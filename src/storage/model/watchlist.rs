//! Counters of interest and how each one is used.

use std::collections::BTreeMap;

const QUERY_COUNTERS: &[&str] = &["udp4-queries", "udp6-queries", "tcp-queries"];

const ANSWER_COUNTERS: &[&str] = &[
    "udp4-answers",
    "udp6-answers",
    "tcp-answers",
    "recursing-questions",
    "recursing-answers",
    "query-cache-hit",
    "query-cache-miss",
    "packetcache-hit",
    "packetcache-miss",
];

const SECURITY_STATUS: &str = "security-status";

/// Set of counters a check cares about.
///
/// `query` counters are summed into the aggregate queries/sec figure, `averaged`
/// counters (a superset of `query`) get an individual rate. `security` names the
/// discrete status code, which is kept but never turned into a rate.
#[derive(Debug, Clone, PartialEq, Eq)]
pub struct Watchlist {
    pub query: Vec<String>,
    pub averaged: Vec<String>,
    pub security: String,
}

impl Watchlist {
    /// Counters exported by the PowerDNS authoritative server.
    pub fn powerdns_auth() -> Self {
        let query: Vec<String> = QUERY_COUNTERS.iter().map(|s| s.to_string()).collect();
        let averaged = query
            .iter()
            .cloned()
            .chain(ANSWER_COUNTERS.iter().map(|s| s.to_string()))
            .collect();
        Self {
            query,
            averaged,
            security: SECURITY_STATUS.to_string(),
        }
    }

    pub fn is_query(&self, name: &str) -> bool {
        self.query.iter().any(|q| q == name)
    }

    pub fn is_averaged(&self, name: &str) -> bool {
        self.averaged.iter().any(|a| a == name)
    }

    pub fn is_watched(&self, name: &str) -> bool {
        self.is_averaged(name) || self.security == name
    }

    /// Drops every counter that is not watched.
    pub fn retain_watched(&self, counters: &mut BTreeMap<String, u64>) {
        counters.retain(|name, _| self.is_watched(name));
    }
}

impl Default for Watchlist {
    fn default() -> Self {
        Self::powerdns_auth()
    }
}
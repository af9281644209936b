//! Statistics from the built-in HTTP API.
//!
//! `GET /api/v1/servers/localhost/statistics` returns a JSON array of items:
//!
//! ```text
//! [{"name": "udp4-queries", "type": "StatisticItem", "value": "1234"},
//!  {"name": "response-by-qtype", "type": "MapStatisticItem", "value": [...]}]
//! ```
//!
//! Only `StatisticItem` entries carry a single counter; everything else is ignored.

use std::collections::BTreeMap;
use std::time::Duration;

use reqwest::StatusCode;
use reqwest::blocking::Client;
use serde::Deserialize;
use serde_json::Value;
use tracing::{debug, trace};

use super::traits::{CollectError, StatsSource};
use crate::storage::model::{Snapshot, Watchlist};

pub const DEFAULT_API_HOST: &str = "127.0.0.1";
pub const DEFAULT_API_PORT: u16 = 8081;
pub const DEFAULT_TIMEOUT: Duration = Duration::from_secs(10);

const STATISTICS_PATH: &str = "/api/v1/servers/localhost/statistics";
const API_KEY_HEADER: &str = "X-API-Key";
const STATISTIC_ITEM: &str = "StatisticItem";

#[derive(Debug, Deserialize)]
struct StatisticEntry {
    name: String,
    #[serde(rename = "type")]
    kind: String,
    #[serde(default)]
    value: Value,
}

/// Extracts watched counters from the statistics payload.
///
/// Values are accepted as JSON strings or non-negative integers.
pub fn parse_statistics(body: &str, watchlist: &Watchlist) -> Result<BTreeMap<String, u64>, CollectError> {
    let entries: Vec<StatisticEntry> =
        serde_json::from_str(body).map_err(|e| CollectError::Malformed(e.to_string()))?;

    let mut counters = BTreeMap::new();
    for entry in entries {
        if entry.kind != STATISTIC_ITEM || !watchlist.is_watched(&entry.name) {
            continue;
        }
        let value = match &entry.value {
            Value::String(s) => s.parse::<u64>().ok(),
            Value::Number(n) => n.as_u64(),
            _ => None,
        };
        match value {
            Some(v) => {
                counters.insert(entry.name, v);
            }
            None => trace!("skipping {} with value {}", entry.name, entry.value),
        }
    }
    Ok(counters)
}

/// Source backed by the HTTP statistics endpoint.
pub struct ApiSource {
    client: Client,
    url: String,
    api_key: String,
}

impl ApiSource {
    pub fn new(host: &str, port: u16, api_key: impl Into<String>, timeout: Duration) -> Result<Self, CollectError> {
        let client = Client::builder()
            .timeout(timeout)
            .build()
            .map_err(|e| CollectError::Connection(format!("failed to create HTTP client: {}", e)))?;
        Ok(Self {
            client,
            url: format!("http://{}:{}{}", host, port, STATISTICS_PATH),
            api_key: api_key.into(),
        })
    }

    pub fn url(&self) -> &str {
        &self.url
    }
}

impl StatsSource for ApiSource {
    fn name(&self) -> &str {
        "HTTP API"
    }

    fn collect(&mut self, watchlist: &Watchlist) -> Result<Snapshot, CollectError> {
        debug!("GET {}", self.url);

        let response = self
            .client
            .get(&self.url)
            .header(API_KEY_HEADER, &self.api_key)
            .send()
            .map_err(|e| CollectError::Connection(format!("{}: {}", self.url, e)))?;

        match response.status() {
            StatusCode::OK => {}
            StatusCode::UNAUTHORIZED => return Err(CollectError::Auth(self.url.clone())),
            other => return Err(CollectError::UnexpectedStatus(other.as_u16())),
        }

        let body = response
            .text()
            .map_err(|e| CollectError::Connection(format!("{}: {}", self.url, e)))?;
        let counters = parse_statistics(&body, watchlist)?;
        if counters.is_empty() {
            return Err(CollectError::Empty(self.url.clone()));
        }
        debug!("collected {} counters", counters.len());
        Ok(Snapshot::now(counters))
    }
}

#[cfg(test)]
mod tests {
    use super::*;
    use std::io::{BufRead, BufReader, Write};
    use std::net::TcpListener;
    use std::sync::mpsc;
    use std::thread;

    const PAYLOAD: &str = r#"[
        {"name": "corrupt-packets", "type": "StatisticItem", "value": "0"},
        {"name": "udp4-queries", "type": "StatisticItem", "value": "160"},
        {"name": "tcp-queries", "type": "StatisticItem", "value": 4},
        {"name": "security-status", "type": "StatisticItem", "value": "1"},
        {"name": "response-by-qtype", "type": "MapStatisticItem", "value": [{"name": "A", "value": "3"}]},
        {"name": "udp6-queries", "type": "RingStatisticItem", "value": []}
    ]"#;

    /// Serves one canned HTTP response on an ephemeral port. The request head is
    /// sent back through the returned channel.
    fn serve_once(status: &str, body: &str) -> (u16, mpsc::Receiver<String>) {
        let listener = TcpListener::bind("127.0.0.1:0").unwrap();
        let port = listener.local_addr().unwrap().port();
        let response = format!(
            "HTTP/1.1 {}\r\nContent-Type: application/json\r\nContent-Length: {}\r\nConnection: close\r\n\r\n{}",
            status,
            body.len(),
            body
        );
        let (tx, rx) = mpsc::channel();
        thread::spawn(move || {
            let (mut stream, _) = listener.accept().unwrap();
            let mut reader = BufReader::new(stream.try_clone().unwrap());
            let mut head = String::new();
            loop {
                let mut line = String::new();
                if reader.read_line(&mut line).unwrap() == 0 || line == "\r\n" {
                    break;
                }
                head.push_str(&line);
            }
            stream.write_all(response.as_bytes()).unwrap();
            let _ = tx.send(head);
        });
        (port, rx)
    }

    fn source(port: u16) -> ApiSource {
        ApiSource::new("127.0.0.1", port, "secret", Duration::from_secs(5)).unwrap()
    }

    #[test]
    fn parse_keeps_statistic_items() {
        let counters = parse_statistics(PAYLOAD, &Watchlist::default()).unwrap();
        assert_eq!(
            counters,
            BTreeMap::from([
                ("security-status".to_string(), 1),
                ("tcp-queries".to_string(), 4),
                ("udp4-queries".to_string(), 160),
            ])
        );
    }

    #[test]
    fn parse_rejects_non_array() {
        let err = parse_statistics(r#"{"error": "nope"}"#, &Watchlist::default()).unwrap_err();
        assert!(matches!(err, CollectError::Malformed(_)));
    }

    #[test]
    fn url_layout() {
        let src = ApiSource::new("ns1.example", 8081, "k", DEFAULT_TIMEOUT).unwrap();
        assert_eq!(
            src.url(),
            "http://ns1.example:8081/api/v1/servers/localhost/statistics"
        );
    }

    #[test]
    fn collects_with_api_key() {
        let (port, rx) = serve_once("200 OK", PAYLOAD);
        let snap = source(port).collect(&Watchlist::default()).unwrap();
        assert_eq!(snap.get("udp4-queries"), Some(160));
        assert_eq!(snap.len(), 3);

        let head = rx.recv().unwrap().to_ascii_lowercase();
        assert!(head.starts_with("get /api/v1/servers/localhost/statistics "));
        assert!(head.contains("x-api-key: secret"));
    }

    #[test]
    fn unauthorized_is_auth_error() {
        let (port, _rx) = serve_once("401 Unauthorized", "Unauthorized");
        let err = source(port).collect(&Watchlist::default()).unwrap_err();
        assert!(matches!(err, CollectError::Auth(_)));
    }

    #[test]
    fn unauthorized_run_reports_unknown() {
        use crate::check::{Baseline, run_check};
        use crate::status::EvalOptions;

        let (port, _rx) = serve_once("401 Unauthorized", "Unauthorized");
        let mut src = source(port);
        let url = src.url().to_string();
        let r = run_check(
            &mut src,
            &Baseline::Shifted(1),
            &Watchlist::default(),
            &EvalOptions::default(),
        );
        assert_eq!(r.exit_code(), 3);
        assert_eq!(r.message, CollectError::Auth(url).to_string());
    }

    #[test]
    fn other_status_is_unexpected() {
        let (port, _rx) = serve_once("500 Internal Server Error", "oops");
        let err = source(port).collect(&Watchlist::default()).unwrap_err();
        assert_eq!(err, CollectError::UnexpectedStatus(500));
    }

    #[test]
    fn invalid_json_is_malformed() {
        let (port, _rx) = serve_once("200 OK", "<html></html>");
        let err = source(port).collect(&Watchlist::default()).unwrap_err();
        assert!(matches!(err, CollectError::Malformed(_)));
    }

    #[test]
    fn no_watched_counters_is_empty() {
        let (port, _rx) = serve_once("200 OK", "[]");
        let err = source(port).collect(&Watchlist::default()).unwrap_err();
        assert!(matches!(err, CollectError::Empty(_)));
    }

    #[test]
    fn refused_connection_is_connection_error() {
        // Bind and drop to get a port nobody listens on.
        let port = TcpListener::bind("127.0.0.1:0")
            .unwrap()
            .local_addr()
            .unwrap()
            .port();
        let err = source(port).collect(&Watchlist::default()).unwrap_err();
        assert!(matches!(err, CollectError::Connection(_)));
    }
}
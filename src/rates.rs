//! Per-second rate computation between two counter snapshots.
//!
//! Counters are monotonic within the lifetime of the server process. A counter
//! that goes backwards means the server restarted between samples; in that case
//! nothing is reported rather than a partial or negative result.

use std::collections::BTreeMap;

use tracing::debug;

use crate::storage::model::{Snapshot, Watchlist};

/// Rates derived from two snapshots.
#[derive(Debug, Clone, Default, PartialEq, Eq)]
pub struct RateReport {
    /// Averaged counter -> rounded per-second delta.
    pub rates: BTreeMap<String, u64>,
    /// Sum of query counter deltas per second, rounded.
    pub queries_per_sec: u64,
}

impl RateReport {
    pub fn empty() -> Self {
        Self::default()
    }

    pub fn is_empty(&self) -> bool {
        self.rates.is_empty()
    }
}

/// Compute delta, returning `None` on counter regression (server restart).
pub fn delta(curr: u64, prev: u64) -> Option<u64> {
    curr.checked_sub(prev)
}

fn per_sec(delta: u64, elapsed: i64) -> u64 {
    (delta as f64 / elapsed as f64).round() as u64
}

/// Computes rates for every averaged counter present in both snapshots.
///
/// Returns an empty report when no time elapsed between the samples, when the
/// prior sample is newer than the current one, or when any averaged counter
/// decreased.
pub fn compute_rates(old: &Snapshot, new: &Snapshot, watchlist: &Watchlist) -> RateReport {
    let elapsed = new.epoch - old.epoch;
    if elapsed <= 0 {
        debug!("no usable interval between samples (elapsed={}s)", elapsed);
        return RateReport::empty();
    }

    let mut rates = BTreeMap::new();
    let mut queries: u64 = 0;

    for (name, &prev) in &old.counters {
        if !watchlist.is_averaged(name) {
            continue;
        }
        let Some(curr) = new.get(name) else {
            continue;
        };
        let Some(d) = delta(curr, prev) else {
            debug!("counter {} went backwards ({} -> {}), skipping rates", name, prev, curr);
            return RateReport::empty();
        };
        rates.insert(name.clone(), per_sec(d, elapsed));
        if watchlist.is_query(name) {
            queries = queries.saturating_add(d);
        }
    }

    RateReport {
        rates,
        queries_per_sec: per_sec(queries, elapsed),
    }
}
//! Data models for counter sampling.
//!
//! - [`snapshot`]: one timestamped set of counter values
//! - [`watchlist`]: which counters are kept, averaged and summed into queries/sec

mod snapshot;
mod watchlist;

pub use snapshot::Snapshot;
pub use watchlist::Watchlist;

==

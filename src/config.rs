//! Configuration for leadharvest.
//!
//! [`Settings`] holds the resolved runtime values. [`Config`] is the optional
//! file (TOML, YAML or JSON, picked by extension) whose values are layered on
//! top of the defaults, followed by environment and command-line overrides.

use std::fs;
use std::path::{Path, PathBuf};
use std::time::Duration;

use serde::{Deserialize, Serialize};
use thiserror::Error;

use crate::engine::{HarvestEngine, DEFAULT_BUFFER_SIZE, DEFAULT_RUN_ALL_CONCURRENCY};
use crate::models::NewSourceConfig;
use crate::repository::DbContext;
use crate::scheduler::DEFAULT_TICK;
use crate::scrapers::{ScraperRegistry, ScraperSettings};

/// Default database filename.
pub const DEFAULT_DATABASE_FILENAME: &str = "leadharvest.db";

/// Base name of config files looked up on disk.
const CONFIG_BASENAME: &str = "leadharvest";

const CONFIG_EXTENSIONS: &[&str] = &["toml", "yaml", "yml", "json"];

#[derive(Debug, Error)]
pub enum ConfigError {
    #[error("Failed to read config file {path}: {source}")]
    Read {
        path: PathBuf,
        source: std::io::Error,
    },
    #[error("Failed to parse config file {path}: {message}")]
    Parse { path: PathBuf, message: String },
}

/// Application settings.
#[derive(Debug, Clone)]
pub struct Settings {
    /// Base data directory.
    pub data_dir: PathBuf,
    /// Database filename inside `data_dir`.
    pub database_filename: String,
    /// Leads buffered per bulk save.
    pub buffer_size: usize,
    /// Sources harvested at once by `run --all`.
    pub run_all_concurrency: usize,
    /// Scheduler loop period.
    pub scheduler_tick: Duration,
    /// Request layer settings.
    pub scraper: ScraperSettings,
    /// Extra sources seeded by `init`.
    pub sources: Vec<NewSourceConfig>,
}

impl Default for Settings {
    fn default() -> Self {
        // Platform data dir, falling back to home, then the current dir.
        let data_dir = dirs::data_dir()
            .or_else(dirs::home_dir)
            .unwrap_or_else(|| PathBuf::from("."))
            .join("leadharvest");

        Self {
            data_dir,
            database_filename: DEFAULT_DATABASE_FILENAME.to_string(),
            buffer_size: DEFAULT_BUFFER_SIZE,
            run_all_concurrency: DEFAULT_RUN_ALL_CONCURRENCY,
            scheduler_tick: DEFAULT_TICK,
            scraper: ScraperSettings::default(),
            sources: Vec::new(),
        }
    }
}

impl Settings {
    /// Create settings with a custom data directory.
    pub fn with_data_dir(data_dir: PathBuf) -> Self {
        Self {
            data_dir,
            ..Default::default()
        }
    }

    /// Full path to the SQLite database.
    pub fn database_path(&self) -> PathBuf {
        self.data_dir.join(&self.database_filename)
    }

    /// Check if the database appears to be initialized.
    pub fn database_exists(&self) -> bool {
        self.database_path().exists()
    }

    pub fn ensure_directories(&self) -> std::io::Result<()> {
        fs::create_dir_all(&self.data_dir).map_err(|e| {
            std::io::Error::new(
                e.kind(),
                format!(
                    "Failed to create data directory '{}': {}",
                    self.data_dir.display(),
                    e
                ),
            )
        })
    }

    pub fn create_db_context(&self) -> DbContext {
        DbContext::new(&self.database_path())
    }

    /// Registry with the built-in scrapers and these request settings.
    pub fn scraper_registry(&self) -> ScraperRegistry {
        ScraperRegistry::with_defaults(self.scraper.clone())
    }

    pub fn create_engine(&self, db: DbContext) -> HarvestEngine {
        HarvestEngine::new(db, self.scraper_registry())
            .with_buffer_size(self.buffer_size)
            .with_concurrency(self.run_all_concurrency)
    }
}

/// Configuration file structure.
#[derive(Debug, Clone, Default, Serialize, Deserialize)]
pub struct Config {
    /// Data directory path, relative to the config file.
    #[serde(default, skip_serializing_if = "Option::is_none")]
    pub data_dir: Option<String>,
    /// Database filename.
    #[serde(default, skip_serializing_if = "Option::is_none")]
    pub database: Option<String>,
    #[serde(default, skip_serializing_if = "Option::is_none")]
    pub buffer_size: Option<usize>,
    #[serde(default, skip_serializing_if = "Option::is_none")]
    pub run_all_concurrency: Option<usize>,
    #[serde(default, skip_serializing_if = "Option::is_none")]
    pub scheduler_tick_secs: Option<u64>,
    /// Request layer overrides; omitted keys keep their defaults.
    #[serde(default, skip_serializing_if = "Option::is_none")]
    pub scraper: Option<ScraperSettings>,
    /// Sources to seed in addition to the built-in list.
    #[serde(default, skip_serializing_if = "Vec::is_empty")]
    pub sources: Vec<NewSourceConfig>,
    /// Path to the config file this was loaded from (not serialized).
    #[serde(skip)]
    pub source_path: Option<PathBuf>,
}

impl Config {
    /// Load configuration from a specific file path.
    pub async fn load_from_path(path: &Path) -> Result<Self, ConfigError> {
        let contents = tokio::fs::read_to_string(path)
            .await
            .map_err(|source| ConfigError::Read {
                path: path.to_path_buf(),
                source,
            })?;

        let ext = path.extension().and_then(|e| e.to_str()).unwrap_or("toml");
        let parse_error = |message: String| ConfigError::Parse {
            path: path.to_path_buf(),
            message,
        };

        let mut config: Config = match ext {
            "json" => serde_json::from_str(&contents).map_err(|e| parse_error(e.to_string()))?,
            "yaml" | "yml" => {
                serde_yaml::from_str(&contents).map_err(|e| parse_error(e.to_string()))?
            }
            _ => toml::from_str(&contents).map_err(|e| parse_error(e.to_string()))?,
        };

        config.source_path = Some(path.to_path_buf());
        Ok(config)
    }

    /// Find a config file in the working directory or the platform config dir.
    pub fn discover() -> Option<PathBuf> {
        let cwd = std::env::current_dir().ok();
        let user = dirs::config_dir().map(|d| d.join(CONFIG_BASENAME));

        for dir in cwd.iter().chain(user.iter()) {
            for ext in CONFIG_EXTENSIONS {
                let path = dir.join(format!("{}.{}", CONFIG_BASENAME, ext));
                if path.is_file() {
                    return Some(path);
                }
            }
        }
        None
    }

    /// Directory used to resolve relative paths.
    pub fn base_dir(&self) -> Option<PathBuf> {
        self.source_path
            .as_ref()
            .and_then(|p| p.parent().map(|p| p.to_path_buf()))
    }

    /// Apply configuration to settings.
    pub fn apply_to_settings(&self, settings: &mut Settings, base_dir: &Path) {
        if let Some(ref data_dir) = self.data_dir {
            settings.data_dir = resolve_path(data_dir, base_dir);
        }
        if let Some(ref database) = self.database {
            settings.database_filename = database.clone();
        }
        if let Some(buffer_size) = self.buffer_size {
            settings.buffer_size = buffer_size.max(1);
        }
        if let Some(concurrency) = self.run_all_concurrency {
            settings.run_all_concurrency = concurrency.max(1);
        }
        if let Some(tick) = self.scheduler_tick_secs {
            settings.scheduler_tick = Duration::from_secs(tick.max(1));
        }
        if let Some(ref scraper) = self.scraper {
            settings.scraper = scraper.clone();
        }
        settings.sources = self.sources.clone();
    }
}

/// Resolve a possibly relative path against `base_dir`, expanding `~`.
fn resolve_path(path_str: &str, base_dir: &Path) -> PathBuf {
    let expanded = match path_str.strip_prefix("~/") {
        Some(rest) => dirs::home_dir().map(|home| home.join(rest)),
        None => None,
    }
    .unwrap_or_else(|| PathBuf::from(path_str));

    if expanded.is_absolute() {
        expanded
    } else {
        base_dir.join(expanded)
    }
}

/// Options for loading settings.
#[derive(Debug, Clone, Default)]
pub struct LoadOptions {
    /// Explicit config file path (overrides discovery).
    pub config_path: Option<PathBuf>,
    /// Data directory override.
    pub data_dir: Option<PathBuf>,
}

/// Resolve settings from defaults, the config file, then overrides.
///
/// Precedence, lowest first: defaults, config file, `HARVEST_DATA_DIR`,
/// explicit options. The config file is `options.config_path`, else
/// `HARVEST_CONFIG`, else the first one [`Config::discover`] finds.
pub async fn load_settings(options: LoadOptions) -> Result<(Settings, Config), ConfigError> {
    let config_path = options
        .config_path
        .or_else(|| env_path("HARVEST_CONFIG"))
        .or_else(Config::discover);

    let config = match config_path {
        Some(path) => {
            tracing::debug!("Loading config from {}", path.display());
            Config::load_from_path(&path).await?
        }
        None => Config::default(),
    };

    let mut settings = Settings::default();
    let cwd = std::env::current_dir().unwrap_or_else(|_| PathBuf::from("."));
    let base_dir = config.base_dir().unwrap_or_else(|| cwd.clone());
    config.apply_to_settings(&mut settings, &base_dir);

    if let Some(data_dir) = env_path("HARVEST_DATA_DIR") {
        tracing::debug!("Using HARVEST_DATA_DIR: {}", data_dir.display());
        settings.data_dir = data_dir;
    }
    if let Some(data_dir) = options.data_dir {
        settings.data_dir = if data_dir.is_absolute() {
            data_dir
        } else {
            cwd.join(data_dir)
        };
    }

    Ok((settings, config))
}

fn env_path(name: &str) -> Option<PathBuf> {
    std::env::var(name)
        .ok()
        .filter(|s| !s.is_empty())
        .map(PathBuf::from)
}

**TASK STATEMENT**
Every line above that holds the string "summed" should be returned.

**ANSWER SPACE**
/// `query` counters are summed into the aggregate queries/sec figure, `averaged`
//! - [`watchlist`]: which counters are kept, averaged and summed into queries/sec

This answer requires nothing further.